## What to do
Check each line of the material below for the word "info". Say how many lines have it, and nothing else.
━━ Given entries
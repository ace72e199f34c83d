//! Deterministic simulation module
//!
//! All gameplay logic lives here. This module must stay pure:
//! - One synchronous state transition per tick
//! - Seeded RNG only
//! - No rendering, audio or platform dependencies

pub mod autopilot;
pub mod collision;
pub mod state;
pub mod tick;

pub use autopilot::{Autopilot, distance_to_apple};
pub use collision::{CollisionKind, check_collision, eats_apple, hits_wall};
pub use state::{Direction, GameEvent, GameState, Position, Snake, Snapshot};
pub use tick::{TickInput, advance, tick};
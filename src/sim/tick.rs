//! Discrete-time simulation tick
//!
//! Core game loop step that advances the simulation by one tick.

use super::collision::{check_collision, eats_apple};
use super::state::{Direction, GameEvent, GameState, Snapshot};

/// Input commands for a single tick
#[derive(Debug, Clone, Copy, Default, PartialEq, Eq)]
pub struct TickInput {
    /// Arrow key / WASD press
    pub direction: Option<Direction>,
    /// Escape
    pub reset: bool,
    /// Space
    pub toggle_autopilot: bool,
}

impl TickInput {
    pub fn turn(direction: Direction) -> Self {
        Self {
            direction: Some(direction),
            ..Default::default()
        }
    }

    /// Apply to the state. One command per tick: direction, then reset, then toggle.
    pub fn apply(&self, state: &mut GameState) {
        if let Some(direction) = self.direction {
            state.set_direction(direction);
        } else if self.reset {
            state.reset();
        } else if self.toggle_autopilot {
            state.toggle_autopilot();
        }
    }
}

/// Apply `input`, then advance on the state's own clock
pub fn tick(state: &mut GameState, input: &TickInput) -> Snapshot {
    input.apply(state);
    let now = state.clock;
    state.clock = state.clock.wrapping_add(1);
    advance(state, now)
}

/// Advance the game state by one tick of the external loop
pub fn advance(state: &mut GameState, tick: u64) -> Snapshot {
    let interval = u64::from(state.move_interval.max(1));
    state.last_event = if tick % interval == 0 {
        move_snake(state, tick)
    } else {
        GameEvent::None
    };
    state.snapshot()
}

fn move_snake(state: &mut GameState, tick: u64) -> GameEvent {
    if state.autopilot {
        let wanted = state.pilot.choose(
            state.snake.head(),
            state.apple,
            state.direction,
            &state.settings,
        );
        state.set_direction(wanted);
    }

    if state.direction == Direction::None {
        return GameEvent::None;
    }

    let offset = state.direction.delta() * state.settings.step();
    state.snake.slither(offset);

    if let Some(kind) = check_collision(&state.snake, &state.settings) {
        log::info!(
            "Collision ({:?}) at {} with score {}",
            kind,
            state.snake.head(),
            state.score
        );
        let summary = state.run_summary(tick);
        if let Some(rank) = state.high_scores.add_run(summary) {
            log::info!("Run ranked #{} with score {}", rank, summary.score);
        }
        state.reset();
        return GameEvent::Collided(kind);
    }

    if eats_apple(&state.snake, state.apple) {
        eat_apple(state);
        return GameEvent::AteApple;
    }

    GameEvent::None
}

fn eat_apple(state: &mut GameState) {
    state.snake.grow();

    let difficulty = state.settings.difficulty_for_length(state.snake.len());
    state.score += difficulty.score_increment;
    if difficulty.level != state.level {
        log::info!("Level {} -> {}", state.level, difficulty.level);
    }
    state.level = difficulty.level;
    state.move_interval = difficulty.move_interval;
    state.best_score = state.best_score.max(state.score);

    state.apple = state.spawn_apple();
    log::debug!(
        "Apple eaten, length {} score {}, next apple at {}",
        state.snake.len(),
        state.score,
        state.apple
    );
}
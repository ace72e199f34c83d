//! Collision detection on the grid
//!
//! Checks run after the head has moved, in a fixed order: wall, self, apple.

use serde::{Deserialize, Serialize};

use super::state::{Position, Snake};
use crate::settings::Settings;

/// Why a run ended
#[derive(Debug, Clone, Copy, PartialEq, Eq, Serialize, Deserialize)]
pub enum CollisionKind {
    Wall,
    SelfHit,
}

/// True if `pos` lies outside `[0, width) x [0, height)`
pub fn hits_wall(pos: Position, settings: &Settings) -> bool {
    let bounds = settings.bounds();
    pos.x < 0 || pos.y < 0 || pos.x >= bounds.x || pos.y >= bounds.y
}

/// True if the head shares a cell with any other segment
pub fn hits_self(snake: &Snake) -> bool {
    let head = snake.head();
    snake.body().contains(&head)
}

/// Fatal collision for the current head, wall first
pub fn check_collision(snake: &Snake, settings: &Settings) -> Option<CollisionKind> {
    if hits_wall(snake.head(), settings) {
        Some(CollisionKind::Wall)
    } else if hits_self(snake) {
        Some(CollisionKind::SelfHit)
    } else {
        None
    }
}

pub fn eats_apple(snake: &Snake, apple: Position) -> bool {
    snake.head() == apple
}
━━━━
━━ Given entries
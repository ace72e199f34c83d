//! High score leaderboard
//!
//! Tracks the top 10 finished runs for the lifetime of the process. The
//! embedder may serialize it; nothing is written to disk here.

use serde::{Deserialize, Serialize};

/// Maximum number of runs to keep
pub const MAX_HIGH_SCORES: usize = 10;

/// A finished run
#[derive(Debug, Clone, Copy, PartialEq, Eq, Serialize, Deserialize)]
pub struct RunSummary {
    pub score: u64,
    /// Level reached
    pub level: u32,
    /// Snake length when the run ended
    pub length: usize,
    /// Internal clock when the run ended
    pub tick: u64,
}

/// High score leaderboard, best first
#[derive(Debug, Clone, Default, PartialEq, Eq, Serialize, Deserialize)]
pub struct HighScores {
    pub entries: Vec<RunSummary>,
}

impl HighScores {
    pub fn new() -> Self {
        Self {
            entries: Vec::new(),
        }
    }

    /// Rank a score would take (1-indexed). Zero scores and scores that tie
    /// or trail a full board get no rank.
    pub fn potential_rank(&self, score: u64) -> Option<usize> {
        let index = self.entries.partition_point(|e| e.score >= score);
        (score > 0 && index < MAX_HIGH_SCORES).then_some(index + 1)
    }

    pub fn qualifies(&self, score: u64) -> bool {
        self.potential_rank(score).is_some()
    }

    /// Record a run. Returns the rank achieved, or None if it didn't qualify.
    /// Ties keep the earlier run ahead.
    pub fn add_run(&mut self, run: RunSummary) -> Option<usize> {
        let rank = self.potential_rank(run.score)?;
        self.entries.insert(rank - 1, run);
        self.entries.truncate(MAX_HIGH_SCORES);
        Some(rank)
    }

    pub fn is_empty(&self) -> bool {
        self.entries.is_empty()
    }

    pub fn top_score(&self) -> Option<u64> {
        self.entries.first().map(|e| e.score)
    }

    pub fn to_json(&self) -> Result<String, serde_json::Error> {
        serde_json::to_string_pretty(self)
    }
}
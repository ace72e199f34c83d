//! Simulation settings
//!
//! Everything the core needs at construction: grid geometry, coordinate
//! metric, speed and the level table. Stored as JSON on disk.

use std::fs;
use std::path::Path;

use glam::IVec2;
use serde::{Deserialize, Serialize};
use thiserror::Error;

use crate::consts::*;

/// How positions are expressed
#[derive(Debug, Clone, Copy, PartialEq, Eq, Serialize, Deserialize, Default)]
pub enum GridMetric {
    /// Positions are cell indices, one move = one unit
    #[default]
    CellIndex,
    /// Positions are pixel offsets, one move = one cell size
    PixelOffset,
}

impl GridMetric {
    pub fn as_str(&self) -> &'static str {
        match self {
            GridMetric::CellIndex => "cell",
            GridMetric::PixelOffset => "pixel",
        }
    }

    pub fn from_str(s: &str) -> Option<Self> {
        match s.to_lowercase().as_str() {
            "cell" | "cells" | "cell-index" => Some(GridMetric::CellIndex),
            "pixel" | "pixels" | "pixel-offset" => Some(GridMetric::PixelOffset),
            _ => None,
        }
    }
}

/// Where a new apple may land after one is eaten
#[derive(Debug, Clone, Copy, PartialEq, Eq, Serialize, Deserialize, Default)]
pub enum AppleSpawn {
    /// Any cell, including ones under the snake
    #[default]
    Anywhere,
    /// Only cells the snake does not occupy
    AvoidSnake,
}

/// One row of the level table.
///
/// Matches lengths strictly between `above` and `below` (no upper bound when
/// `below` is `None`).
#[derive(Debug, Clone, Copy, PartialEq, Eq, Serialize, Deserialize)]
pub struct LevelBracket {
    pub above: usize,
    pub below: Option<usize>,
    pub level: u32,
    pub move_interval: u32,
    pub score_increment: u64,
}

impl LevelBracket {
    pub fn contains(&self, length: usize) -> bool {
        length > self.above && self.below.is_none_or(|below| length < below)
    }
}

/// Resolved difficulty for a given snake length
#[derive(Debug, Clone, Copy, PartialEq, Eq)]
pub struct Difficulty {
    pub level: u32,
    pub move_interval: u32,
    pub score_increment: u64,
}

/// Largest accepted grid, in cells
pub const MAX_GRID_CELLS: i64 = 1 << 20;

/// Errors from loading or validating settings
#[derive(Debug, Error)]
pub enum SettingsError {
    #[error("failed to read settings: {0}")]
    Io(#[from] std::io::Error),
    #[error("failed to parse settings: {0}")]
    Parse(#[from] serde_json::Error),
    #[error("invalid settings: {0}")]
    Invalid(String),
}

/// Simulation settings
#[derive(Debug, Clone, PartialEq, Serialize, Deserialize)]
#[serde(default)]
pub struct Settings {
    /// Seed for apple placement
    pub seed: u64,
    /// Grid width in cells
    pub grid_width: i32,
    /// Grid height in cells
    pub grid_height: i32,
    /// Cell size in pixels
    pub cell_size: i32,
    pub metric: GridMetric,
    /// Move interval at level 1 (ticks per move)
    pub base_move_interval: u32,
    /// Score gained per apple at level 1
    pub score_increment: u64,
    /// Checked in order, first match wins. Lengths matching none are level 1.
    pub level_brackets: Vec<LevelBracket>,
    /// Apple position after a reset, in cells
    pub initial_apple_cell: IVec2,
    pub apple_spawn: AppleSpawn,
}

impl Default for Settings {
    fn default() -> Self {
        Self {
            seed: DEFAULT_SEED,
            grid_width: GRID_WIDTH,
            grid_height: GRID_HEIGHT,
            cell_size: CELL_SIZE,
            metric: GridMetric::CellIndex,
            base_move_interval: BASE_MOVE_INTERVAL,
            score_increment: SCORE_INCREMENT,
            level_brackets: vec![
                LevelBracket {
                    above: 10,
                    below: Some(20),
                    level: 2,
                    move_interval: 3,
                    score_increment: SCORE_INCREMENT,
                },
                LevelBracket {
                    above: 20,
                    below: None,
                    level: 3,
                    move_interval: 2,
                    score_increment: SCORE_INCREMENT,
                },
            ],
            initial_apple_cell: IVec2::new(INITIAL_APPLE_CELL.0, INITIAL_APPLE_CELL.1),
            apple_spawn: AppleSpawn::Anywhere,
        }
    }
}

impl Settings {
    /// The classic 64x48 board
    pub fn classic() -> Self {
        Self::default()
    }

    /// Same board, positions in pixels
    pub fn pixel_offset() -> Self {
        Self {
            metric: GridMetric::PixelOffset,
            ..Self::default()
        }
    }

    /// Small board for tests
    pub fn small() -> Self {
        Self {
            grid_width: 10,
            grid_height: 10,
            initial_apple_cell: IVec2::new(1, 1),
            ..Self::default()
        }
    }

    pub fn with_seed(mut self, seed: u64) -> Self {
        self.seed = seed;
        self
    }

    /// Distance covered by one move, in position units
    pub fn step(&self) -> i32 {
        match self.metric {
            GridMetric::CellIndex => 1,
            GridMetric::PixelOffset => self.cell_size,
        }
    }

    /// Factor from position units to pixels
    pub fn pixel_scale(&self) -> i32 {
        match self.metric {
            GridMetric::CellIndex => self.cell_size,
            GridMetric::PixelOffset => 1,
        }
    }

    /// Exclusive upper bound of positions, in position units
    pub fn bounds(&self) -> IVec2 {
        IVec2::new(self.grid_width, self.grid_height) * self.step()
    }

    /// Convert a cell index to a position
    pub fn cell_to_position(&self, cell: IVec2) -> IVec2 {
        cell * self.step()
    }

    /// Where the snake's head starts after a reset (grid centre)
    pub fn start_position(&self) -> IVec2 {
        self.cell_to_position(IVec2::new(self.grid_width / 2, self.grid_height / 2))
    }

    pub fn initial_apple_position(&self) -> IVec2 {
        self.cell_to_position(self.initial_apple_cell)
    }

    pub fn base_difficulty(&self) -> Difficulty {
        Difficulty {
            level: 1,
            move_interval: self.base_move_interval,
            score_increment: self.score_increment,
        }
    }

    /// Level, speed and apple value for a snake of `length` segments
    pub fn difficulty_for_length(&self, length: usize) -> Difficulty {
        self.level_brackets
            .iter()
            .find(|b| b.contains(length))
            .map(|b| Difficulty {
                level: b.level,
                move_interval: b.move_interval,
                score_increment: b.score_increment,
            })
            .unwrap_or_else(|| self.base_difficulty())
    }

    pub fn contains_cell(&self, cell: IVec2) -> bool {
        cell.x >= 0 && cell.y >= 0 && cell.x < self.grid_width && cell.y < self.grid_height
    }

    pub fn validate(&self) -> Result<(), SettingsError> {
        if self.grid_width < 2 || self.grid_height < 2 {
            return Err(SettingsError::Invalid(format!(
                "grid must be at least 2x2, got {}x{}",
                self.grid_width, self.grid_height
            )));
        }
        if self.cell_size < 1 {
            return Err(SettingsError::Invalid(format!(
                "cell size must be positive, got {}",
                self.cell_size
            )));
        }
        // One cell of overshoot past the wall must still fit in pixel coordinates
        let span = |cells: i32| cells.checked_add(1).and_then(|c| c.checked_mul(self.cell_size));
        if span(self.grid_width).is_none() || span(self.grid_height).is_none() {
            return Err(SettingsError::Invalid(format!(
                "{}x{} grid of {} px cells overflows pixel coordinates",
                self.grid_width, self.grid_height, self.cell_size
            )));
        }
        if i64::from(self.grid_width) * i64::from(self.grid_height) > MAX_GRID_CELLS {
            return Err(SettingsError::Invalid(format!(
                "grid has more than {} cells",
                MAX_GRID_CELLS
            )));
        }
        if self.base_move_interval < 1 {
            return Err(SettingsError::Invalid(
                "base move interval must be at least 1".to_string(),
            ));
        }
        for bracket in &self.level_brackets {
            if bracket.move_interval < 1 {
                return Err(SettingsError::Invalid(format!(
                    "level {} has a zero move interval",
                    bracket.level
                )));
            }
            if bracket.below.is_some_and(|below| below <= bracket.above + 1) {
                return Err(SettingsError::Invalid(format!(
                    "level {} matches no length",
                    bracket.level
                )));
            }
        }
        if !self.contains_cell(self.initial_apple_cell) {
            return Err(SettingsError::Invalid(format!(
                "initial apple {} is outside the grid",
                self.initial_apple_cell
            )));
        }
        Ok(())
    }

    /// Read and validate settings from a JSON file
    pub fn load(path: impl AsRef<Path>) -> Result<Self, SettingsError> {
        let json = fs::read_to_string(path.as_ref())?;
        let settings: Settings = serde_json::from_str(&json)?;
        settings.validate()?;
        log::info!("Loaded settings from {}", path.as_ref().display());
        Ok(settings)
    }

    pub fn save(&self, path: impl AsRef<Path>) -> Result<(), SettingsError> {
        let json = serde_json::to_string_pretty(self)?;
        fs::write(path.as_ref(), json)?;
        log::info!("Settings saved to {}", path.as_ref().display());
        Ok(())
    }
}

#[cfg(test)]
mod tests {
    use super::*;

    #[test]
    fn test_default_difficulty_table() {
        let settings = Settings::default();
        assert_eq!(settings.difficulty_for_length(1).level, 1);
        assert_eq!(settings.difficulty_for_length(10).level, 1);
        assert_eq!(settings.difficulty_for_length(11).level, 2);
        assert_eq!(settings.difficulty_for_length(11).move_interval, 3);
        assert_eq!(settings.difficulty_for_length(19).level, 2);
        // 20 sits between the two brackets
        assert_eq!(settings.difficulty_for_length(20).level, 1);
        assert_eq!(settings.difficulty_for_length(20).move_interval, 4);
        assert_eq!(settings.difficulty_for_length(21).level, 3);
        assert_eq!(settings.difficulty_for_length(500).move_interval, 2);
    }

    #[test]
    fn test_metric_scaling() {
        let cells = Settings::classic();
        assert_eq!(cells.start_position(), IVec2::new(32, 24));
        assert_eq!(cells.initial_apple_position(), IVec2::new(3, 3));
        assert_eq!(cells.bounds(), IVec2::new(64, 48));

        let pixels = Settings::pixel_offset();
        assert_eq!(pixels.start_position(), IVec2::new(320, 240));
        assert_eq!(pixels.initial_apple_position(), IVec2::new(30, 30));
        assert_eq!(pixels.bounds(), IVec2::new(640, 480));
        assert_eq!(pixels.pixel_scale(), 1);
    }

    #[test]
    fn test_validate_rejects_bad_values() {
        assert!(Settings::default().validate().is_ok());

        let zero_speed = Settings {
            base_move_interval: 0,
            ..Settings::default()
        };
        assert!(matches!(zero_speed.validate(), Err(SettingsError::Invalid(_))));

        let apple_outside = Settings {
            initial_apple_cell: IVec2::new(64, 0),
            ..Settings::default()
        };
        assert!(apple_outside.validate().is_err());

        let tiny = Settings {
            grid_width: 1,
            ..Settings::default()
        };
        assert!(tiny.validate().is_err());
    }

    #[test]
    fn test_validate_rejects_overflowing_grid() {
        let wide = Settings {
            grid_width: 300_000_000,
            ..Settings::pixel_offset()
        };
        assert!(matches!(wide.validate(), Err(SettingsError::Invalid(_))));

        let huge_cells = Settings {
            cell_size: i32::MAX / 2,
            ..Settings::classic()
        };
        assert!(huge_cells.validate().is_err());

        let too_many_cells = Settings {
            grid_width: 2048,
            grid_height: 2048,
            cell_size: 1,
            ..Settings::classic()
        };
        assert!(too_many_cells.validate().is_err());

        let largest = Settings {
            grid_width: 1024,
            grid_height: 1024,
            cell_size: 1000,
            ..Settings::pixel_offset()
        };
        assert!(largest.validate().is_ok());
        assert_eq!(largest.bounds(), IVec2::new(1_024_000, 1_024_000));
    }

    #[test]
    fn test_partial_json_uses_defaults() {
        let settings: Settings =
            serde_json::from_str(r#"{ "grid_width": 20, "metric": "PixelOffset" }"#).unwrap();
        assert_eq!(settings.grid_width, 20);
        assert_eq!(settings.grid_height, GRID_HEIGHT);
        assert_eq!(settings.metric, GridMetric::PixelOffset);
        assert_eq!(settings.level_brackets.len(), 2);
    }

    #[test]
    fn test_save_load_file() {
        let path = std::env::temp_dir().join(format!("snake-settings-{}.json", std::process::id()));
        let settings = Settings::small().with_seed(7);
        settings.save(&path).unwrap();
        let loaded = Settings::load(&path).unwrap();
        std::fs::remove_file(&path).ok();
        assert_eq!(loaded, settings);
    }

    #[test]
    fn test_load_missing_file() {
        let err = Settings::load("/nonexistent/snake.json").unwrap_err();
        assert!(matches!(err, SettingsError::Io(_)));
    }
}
━━━━
━━ Given entries
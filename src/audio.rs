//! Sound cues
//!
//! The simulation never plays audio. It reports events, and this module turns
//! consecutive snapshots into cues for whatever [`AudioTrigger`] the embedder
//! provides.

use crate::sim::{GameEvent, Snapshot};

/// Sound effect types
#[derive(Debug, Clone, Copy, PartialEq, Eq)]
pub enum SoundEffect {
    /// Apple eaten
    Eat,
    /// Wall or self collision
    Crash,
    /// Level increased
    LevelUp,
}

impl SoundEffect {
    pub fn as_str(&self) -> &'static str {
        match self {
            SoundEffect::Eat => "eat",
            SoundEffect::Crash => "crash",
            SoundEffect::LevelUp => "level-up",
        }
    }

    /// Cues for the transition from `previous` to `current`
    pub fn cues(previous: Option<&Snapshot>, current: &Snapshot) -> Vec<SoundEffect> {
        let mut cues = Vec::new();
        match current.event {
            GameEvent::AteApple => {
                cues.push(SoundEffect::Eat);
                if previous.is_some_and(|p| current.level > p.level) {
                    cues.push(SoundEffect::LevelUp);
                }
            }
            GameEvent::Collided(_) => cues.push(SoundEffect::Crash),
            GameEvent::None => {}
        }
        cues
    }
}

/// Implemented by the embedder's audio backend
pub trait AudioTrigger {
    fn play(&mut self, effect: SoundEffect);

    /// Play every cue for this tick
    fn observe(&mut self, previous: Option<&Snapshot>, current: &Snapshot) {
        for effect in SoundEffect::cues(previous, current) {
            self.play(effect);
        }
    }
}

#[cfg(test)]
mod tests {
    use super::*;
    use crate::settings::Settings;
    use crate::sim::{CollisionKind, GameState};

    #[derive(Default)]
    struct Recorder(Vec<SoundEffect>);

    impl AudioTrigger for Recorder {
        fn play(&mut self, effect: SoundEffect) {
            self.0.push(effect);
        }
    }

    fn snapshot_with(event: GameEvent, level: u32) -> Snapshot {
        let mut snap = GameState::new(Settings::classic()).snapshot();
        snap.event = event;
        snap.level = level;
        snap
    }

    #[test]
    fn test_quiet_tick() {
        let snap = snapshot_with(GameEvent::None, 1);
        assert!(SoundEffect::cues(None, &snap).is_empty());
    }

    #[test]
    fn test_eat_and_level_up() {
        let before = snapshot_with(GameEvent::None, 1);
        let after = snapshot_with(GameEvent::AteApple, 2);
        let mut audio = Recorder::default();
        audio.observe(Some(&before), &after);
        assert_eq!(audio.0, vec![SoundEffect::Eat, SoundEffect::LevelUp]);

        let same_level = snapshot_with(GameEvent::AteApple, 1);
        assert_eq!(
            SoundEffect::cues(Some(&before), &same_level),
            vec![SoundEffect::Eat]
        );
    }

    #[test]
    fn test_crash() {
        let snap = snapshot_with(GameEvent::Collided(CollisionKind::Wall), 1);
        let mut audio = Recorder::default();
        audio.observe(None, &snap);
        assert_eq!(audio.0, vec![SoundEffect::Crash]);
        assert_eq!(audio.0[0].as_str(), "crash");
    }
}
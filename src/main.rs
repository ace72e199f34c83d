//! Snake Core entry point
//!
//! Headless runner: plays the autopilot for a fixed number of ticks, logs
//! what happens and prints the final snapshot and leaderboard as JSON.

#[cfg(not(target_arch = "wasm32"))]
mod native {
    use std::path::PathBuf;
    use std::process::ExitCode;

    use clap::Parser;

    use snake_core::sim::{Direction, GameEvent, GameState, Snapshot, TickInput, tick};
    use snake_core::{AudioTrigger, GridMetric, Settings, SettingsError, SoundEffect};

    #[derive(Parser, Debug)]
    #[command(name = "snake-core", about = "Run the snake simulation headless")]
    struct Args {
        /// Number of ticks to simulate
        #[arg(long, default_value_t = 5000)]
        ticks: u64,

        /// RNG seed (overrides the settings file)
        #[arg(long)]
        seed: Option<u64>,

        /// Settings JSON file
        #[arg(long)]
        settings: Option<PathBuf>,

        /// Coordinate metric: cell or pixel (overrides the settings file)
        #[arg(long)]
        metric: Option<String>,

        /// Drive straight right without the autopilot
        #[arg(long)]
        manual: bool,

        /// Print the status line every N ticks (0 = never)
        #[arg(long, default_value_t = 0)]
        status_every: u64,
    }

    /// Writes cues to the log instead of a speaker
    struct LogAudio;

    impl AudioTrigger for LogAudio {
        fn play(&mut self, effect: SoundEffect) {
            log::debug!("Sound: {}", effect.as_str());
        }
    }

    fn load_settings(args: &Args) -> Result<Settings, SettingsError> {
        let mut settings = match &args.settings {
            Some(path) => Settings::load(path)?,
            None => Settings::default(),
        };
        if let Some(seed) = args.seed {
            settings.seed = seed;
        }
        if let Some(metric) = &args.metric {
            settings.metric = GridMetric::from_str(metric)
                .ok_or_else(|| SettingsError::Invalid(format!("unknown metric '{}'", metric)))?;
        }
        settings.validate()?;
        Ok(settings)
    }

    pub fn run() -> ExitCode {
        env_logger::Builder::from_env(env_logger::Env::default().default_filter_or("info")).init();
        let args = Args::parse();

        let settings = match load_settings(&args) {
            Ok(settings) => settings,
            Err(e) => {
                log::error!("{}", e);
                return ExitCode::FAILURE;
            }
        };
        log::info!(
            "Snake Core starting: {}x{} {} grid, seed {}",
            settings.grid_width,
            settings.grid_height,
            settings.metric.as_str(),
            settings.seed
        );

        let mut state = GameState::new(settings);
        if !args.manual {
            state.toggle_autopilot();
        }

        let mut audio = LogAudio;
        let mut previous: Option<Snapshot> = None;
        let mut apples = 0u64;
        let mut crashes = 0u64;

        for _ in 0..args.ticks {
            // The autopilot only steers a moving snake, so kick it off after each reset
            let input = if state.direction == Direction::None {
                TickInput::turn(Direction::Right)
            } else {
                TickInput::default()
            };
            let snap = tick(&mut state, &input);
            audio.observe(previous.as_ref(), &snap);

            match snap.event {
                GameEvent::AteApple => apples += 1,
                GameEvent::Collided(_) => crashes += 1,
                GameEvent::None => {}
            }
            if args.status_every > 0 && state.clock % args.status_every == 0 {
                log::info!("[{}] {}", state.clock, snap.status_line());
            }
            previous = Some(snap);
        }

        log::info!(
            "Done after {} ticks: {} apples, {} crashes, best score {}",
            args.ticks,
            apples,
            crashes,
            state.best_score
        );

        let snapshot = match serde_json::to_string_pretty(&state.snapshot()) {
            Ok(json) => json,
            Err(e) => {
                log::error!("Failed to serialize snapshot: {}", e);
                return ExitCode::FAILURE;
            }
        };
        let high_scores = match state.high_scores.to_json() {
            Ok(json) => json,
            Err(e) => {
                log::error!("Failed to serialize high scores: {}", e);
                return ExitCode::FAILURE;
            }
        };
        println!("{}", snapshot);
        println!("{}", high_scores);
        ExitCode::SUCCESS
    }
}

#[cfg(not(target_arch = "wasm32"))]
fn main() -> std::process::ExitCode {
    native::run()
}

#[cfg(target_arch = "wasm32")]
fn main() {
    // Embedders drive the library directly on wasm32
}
━━━━
## Exercise response
9